**Aim of the exercise**: If a line in the entries below holds the string "that", copy it.

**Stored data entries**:
^^^^^^^^

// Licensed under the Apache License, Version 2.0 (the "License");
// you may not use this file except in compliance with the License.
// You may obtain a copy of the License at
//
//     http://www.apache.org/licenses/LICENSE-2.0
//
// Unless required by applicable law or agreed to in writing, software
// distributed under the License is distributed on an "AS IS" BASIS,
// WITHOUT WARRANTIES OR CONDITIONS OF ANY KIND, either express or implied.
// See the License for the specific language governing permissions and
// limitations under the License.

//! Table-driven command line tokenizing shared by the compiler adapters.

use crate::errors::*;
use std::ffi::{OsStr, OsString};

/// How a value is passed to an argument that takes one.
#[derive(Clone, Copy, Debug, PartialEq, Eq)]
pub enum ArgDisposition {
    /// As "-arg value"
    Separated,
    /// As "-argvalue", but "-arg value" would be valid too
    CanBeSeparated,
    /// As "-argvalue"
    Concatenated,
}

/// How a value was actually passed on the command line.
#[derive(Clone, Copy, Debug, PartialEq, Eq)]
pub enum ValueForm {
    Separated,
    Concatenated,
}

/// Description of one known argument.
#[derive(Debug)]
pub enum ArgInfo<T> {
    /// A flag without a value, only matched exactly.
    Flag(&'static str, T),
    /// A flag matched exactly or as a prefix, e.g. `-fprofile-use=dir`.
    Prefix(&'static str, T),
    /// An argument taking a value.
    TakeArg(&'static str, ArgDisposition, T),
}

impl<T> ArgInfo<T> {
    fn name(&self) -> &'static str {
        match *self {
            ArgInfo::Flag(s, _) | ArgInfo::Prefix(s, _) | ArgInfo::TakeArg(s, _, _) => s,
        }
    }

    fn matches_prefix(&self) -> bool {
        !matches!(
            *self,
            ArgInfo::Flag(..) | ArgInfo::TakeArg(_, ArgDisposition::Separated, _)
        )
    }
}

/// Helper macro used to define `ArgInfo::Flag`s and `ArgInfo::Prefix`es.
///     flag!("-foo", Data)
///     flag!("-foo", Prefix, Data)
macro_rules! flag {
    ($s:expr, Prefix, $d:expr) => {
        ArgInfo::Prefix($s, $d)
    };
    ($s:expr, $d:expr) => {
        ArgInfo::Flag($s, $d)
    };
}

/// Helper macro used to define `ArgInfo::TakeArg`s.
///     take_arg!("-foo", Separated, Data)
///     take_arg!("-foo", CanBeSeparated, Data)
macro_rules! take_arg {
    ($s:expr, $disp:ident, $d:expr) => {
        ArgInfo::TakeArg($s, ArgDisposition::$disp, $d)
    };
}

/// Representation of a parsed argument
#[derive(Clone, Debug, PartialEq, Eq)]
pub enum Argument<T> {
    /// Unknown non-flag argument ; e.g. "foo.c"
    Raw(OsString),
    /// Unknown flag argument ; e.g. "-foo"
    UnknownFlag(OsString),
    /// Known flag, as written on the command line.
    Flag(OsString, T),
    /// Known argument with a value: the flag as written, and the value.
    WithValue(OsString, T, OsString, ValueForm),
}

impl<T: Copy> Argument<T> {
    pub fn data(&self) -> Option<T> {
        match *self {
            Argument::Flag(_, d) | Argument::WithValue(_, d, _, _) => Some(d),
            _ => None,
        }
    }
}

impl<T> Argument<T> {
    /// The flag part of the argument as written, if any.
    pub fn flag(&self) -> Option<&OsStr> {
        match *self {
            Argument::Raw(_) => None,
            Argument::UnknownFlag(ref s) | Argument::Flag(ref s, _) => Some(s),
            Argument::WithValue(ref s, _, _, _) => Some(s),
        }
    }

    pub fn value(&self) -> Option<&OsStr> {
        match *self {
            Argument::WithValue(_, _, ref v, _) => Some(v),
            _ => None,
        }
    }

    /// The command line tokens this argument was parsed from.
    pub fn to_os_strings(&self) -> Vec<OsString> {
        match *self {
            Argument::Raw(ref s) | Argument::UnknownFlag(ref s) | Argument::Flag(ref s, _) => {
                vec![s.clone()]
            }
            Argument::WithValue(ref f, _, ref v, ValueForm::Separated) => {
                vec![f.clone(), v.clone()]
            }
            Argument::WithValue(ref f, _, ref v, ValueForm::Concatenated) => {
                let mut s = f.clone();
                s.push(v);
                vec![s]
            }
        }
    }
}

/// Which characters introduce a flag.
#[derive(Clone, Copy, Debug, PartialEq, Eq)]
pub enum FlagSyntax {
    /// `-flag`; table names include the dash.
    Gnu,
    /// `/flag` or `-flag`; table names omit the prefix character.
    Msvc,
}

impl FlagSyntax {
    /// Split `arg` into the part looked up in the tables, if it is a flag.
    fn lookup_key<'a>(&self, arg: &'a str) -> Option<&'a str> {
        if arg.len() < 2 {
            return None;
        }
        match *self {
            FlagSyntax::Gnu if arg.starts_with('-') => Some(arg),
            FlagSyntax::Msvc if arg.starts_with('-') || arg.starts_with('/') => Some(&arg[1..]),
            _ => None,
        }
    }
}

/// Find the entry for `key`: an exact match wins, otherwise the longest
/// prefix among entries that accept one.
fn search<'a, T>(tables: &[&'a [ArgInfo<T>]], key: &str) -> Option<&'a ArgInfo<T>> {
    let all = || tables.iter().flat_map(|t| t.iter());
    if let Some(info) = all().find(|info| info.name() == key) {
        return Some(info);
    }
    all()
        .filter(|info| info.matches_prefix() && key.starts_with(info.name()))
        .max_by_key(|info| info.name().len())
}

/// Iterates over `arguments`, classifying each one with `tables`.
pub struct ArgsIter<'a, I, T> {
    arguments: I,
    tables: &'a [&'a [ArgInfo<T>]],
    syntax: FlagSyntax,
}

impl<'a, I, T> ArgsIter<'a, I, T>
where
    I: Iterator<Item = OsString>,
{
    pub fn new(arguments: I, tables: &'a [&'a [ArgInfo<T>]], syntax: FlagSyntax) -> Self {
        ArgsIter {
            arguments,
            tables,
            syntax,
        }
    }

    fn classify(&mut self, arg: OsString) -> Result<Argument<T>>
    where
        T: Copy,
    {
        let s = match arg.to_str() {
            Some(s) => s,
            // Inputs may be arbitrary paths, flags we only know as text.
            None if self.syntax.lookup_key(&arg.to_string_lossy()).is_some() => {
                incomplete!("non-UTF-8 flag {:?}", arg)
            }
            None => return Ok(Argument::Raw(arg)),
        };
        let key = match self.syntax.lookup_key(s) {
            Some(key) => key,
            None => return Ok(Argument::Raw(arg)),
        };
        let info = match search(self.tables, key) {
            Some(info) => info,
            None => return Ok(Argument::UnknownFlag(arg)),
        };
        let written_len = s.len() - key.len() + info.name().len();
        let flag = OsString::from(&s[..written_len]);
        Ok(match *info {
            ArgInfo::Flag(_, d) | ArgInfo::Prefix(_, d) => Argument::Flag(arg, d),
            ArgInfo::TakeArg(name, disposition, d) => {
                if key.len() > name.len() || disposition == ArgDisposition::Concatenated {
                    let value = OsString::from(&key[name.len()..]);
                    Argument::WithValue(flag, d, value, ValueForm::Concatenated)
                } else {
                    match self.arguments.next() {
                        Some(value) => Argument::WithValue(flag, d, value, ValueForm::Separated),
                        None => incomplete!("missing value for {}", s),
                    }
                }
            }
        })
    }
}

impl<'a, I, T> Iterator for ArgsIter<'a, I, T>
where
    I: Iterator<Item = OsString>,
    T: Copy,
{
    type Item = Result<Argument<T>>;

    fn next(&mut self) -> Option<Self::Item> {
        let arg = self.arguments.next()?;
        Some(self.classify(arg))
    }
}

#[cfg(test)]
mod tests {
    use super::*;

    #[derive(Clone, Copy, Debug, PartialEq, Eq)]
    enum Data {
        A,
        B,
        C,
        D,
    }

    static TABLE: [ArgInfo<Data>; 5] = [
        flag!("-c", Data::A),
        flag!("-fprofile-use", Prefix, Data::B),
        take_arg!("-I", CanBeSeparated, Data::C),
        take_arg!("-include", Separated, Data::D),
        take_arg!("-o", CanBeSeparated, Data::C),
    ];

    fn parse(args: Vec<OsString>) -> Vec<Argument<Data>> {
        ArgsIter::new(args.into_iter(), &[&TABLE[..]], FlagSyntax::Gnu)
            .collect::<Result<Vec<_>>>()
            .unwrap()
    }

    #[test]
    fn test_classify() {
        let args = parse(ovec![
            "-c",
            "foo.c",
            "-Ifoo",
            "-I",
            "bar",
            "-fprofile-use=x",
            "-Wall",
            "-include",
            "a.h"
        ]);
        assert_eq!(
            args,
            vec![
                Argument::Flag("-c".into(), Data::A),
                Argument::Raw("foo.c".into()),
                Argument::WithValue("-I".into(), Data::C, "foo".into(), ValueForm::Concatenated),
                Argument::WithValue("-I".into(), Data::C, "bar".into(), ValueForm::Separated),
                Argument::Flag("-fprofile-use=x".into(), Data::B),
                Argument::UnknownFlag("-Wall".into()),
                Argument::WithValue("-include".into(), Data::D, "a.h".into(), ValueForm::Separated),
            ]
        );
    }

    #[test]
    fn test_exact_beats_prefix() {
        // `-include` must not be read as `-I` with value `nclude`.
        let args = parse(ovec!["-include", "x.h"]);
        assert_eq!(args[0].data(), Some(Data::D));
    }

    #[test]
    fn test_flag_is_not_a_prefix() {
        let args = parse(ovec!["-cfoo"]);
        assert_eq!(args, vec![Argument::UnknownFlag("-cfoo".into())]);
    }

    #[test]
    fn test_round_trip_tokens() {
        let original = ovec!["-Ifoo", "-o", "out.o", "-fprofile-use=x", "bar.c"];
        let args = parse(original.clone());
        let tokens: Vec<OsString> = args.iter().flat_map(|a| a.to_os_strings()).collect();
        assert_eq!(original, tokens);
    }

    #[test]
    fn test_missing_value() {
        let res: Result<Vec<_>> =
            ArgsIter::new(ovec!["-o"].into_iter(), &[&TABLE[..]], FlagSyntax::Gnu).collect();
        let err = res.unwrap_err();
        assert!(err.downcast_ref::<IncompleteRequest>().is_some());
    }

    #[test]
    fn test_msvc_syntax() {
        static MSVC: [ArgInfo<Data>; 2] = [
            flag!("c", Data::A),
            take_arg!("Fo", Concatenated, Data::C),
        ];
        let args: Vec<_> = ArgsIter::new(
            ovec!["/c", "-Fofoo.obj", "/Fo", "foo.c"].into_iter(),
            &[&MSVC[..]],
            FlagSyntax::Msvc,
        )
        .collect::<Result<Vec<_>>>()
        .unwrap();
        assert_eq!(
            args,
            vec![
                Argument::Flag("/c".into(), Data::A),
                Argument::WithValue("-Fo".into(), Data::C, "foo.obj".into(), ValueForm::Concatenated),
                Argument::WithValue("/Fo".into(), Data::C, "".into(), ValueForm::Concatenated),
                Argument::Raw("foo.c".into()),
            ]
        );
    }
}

^^^^^^^^

**Reply**:
/// How a value is passed to an argument that takes one.
/// prefix among entries that accept one.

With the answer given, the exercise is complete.